Shortly after, he filed abuse and neglect charges with the authorities. He made a point to tell me of his actions as if the accusation was proof of guilt. The next day Chris told me that the authorities had inspected the ranch that day and found his charges totally false. In their report, which is public record, they found the horses to be well cared for and the ranch well maintained. We were out there a week to ten days later to film footage for Horses and Heroes. Our footage proves that all the horses, including his, were well cared for.
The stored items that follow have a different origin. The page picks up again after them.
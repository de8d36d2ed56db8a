//! Core domain logic for Namebook.
//! This crate is the single source of truth for record and snapshot invariants.

pub mod db;
pub mod logging;
pub mod model;
pub mod repo;
pub mod store;

pub use logging::{default_log_level, init_logging, logging_status, LoggingError};
pub use model::record::{Record, RecordId};
pub use repo::record_repo::{RecordRepository, RepoError, RepoResult, SqliteRecordRepository};
pub use store::{RecordStore, StoreError, StoreResult};

/// Minimal health-check API for early integration.
pub fn ping() -> &'static str {
    "pong"
}

/// Returns the core crate version.
pub fn core_version() -> &'static str {
    env!("CARGO_PKG_VERSION")
}
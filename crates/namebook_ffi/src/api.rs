//! FFI use-case API for Flutter-facing calls.
//!
//! # Responsibility
//! - Expose the names store to Dart via FRB as an explicit handle.
//! - Translate core results into flat response envelopes.
//!
//! # Invariants
//! - Exported functions must not panic across FFI boundary.
//! - Every storage failure reaches Dart as `ok=false` with an `error_code`.
//! - Store calls are async on the Dart side; only diagnostics are `sync`.

use log::warn;
use namebook_core::{
    core_version as core_version_inner, init_logging as init_logging_inner, ping as ping_inner,
    Record, RecordStore, StoreError, StoreResult,
};
use std::path::PathBuf;
use std::sync::{Mutex, MutexGuard};

const DB_PATH_ENV: &str = "NAMEBOOK_DB_PATH";
const DEFAULT_DB_FILE_NAME: &str = "namebook.sqlite3";
const LOCK_POISONED_CODE: &str = "lock_poisoned";

/// Minimal health-check API for FRB smoke integration.
///
/// # FFI contract
/// - Sync call, non-blocking.
/// - Never throws; always returns a UTF-8 string.
#[flutter_rust_bridge::frb(sync)]
pub fn ping() -> String {
    ping_inner().to_owned()
}

/// Expose core crate version through FFI.
#[flutter_rust_bridge::frb(sync)]
pub fn core_version() -> String {
    core_version_inner().to_owned()
}

/// Initializes Rust core logging once per process.
///
/// Input semantics:
/// - `level`: one of `trace|debug|info|warn|error` (case-insensitive).
/// - `log_dir`: absolute directory path where rolling logs are written.
///
/// # FFI contract
/// - Safe to call repeatedly with the same `level + log_dir`.
/// - Never panics; returns empty string on success and error message on failure.
#[flutter_rust_bridge::frb(sync)]
pub fn init_logging(level: String, log_dir: String) -> String {
    match init_logging_inner(level.as_str(), log_dir.as_str()) {
        Ok(()) => String::new(),
        Err(err) => err.to_string(),
    }
}

/// Resolves the database path used when the UI does not pass one.
///
/// `NAMEBOOK_DB_PATH` wins when set and non-blank.
#[flutter_rust_bridge::frb(sync)]
pub fn default_db_path() -> String {
    resolve_default_db_path().display().to_string()
}

/// One name entry as seen by Dart.
#[derive(Debug, Clone, PartialEq, Eq)]
pub struct NameItem {
    pub id: i64,
    pub text: String,
}

impl From<Record> for NameItem {
    fn from(value: Record) -> Self {
        Self {
            id: value.id,
            text: value.text,
        }
    }
}

/// Response for `NamesHandle::open`.
pub struct NamesOpenResponse {
    /// Opened handle; `None` when opening failed.
    pub handle: Option<NamesHandle>,
    pub error_code: Option<String>,
    pub message: String,
}

/// Response for list/initialize calls.
#[derive(Debug, Clone, PartialEq, Eq)]
pub struct NamesListResponse {
    pub ok: bool,
    /// Records ordered by ascending id; empty on failure.
    pub items: Vec<NameItem>,
    pub error_code: Option<String>,
    pub message: String,
}

/// Response for add/update/delete calls.
#[derive(Debug, Clone, PartialEq, Eq)]
pub struct NameActionResponse {
    /// Whether the call reached storage without error.
    pub ok: bool,
    /// `false` when update/delete matched no record.
    pub changed: bool,
    /// Created record for `add`.
    pub item: Option<NameItem>,
    pub error_code: Option<String>,
    pub message: String,
}

impl NamesListResponse {
    fn success(items: Vec<Record>, message: impl Into<String>) -> Self {
        Self {
            ok: true,
            items: items.into_iter().map(NameItem::from).collect(),
            error_code: None,
            message: message.into(),
        }
    }

    fn failure(code: &str, message: impl Into<String>) -> Self {
        Self {
            ok: false,
            items: Vec::new(),
            error_code: Some(code.to_string()),
            message: message.into(),
        }
    }
}

impl NameActionResponse {
    fn success(changed: bool, item: Option<NameItem>, message: impl Into<String>) -> Self {
        Self {
            ok: true,
            changed,
            item,
            error_code: None,
            message: message.into(),
        }
    }

    fn failure(code: &str, message: impl Into<String>) -> Self {
        Self {
            ok: false,
            changed: false,
            item: None,
            error_code: Some(code.to_string()),
            message: message.into(),
        }
    }
}

/// Explicit store handle owned by the Dart side.
///
/// The mutex makes the handle shareable with FRB's worker pool; it is not a
/// license for concurrent use, calls are still served one at a time.
#[flutter_rust_bridge::frb(opaque)]
pub struct NamesHandle {
    store: Mutex<RecordStore>,
}

impl NamesHandle {
    /// Opens the store at `db_path` (blank → `default_db_path()`).
    ///
    /// # FFI contract
    /// - Does not create the schema; call `initialize` next.
    /// - Never panics.
    pub fn open(db_path: String) -> NamesOpenResponse {
        let trimmed = db_path.trim();
        let path = if trimmed.is_empty() {
            resolve_default_db_path()
        } else {
            PathBuf::from(trimmed)
        };

        match RecordStore::open(&path) {
            Ok(store) => NamesOpenResponse {
                handle: Some(Self {
                    store: Mutex::new(store),
                }),
                error_code: None,
                message: "Store opened.".to_string(),
            },
            Err(err) => NamesOpenResponse {
                handle: None,
                error_code: Some(err.code().to_string()),
                message: format!("names_open failed: {err}"),
            },
        }
    }

    /// Creates the table if needed and returns the current records.
    pub fn initialize(&self) -> NamesListResponse {
        self.list_call("names_initialize", |store| {
            store.initialize()?;
            Ok(store.snapshot().to_vec())
        })
    }

    /// Re-reads all records from storage.
    pub fn list_all(&self) -> NamesListResponse {
        self.list_call("names_list_all", |store| store.list_all())
    }

    /// Adds one name; empty text is accepted.
    pub fn add(&self, text: String) -> NameActionResponse {
        self.action_call("names_add", |store| {
            let record = store.add(text)?;
            Ok(NameActionResponse::success(
                true,
                Some(record.into()),
                "Name added.",
            ))
        })
    }

    /// Replaces the text of `id`; `changed=false` when it does not exist.
    pub fn update(&self, id: i64, text: String) -> NameActionResponse {
        self.action_call("names_update", |store| {
            let changed = store.update(id, text)?;
            let message = if changed {
                "Name updated."
            } else {
                "Name not found."
            };
            Ok(NameActionResponse::success(changed, None, message))
        })
    }

    /// Deletes `id`; `changed=false` when it does not exist.
    pub fn delete(&self, id: i64) -> NameActionResponse {
        self.action_call("names_delete", |store| {
            let changed = store.delete(id)?;
            let message = if changed {
                "Name deleted."
            } else {
                "Name not found."
            };
            Ok(NameActionResponse::success(changed, None, message))
        })
    }

    fn lock(&self, operation: &str) -> Result<MutexGuard<'_, RecordStore>, String> {
        self.store.lock().map_err(|_| {
            warn!("event={operation} module=ffi status=error error_code={LOCK_POISONED_CODE}");
            format!("{operation} failed: store lock poisoned")
        })
    }

    fn list_call(
        &self,
        operation: &str,
        f: impl FnOnce(&mut RecordStore) -> StoreResult<Vec<Record>>,
    ) -> NamesListResponse {
        let mut store = match self.lock(operation) {
            Ok(store) => store,
            Err(message) => return NamesListResponse::failure(LOCK_POISONED_CODE, message),
        };
        match f(&mut store) {
            Ok(records) => {
                let message = format!("{} name(s).", records.len());
                NamesListResponse::success(records, message)
            }
            Err(err) => NamesListResponse::failure(err.code(), failure_message(operation, &err)),
        }
    }

    fn action_call(
        &self,
        operation: &str,
        f: impl FnOnce(&mut RecordStore) -> StoreResult<NameActionResponse>,
    ) -> NameActionResponse {
        let mut store = match self.lock(operation) {
            Ok(store) => store,
            Err(message) => return NameActionResponse::failure(LOCK_POISONED_CODE, message),
        };
        match f(&mut store) {
            Ok(response) => response,
            Err(err) => NameActionResponse::failure(err.code(), failure_message(operation, &err)),
        }
    }
}

fn failure_message(operation: &str, err: &StoreError) -> String {
    format!("{operation} failed: {err}")
}

fn resolve_default_db_path() -> PathBuf {
    if let Ok(raw) = std::env::var(DB_PATH_ENV) {
        let trimmed = raw.trim();
        if !trimmed.is_empty() {
            return PathBuf::from(trimmed);
        }
    }
    std::env::temp_dir().join(DEFAULT_DB_FILE_NAME)
}

#[cfg(test)]
mod tests {
    use super::{core_version, init_logging, ping, NameItem, NamesHandle};

    fn open_handle(dir: &tempfile::TempDir) -> NamesHandle {
        let path = dir.path().join("names.sqlite3");
        let response = NamesHandle::open(path.display().to_string());
        assert!(response.error_code.is_none(), "{}", response.message);
        response.handle.expect("open should return a handle")
    }

    #[test]
    fn ping_returns_pong() {
        assert_eq!(ping(), "pong");
    }

    #[test]
    fn version_is_not_empty() {
        assert!(!core_version().is_empty());
    }

    #[test]
    fn init_logging_rejects_empty_log_dir() {
        let error = init_logging("info".to_string(), String::new());
        assert!(!error.is_empty());
    }

    #[test]
    fn init_logging_rejects_unsupported_level() {
        let error = init_logging("verbose".to_string(), "tmp/logs".to_string());
        assert!(error.contains("unsupported log level"));
    }

    #[test]
    fn calls_before_initialize_report_not_initialized() {
        let dir = tempfile::tempdir().unwrap();
        let handle = open_handle(&dir);

        let added = handle.add("early".to_string());
        assert!(!added.ok);
        assert_eq!(added.error_code.as_deref(), Some("not_initialized"));

        let listed = handle.list_all();
        assert!(!listed.ok);
        assert_eq!(listed.error_code.as_deref(), Some("not_initialized"));
    }

    #[test]
    fn handle_runs_full_crud_flow() {
        let dir = tempfile::tempdir().unwrap();
        let handle = open_handle(&dir);

        let initialized = handle.initialize();
        assert!(initialized.ok, "{}", initialized.message);
        assert!(initialized.items.is_empty());

        let added = handle.add("Alice".to_string());
        assert!(added.ok && added.changed, "{}", added.message);
        let alice = added.item.expect("add should return the created item");

        let updated = handle.update(alice.id, "Alicia".to_string());
        assert!(updated.ok && updated.changed);

        let missing = handle.delete(9999);
        assert!(missing.ok);
        assert!(!missing.changed);
        assert_eq!(missing.message, "Name not found.");

        let listed = handle.list_all();
        assert_eq!(
            listed.items,
            vec![NameItem {
                id: alice.id,
                text: "Alicia".to_string()
            }]
        );

        let deleted = handle.delete(alice.id);
        assert!(deleted.ok && deleted.changed);
        assert!(handle.list_all().items.is_empty());
    }

    #[test]
    fn open_on_unreachable_path_reports_storage_unavailable() {
        let dir = tempfile::tempdir().unwrap();
        let path = dir.path().join("missing-dir").join("names.sqlite3");

        let response = NamesHandle::open(path.display().to_string());
        assert!(response.handle.is_none());
        assert_eq!(response.error_code.as_deref(), Some("storage_unavailable"));
        assert!(response.message.starts_with("names_open failed"));
    }
}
Although horses can lose weight rapidly, it takes much longer for them to gain weight.
He continued to harass me by email and telephone continued until I blocked him on Facebook and threatened to take legal action.
It took him months and a court order for him to move his horses. Common sense states that if he truly thought they were at risk, he would have immediately moved them. But he did not.
I am writing this posting because these events continue to affect both the Charity Hill Ranch and our documentary, Horses and Heroes. The ranch has lost sponsors and donations that the ranch it needs keep their programs affordable. Investors have shied away from Horses and Heroes, because of the location. I am asking that before you accept the message as truth that you look at the messenger and their motives. Ask yourself: Would an internationally known and respected organization that has been around since 1969 risk their reputation for one small ranch? Wouldn’t he have immediately removed his horses if they were in danger?
I’m asking those who read this to help both Charity Hill Ranch and our documentary Horses and Heroes. Please don’t let these two self serving people hurt those who are trying to help.